Reservation, in contrast, involves the actual allocation of inventory to specific demands. It is a more definitive process than pegging, permanently setting aside physical or ordered inventory to ensure the demand is met. Reservations can be created manually by a user or automatically based on system settings and configurations. Key characteristics of reservation include:

  • Manual or automatic process: It can be initiated by a user or configured to occur automatically during order entry or processing
  • Allocates inventory: It dedicates specific physical or ordered inventory to a demand.
  • Permanent allocation: It requires manual intervention to modify once set.
  • Reduces available inventory: It affects available stock by reserving items for exclusive use.

Here is an example of a reservation: A customer places an order for 50 units of Item B. To ensure fulfillment, a manager manually reserves 50 units from the available stock. This process earmarks the inventory, preventing its use for any other purpose until the order is completed.

Pegging vs. Reservation

PeggingReservation
PurposeFocuses on planning and demand forecastingEnsures specific inventory is set aside for real demands
TimingOccurs during master planning runsCan occur during order entry or later in the fulfillment process
FlexibilityHighly adaptable, updating with each planning runMore rigid, requiring user intervention to adjust
Impact on InventoryDoes not affect physical inventory availabilityReduces available inventory or reserves incoming stock
Visibility Reflected in master planning views and net requirementsRecorded in inventory transactions and on-hand inventory data

How Pegging and Reservation Work Together

There are scenarios where pegging and reservation complement each other. For instance:

  1. A sales order is created for 200 units of Item C.
  2. Master planning runs, generating a planned production order for 200 units, pegged to the sales order.
  3. When the planned production order is firmed, the system automatically creates reservations based on the pegging information, allocating inventory to ensure fulfillment.
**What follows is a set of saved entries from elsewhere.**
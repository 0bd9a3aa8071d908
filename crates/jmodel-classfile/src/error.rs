use std::fmt;

pub type Result<T> = std::result::Result<T, Error>;

/// Why a class file (or one of its descriptors or signatures) could not be read.
#[derive(Debug, Clone, PartialEq, Eq)]
pub enum Error {
    /// The input ended inside a structure.
    UnexpectedEof,
    /// Bytes left over after a structure that must consume its whole input.
    TrailingBytes(usize),
    InvalidMagic(u32),
    /// Index zero, out of range, or the unusable second slot of a long/double.
    InvalidConstantPoolIndex(u16),
    InvalidConstantPoolTag(u8),
    ConstantPoolTypeMismatch {
        index: u16,
        expected: &'static str,
        found: &'static str,
    },
    InvalidModifiedUtf8,
    InvalidDescriptor(String),
    InvalidSignature(String),
    /// Attribute by name (`ConstantValue`, `element_value`, ...).
    MalformedAttribute(&'static str),
}

impl fmt::Display for Error {
    fn fmt(&self, f: &mut fmt::Formatter<'_>) -> fmt::Result {
        match self {
            Error::UnexpectedEof => f.write_str("class file is truncated"),
            Error::TrailingBytes(count) => write!(f, "{count} unread bytes at end of structure"),
            Error::InvalidMagic(magic) => {
                write!(f, "not a class file (magic 0x{magic:08X}, expected 0xCAFEBABE)")
            }
            Error::InvalidConstantPoolIndex(index) => {
                write!(f, "constant pool index #{index} does not name an entry")
            }
            Error::InvalidConstantPoolTag(tag) => write!(f, "unknown constant pool tag {tag}"),
            Error::ConstantPoolTypeMismatch {
                index,
                expected,
                found,
            } => write!(f, "constant pool entry #{index} is {found}, expected {expected}"),
            Error::InvalidModifiedUtf8 => f.write_str("constant pool string is not modified UTF-8"),
            Error::InvalidDescriptor(desc) => write!(f, "malformed descriptor `{desc}`"),
            Error::InvalidSignature(sig) => write!(f, "malformed generic signature `{sig}`"),
            Error::MalformedAttribute(name) => write!(f, "malformed `{name}` attribute"),
        }
    }
}

impl std::error::Error for Error {}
This interaction highlights how pegging enables effective planning, while reservation ensures inventory is secured when plans are converted into actual orders.

Why Understanding the Difference Matters

Mastering the distinctions between pegging and reservation empowers D365FO users to optimize their inventory management processes. Pegging supports strategic planning by linking supply and demand dynamically. Reservation guarantees inventory allocation for critical demands. Together, they form a comprehensive approach to managing supply chain operations, enhancing efficiency, and improving customer satisfaction.

By leveraging both pegging and reservation appropriately, inventory managers can find the balance between flexibility and commitment, ensuring smooth order fulfillment and effective supply chain management.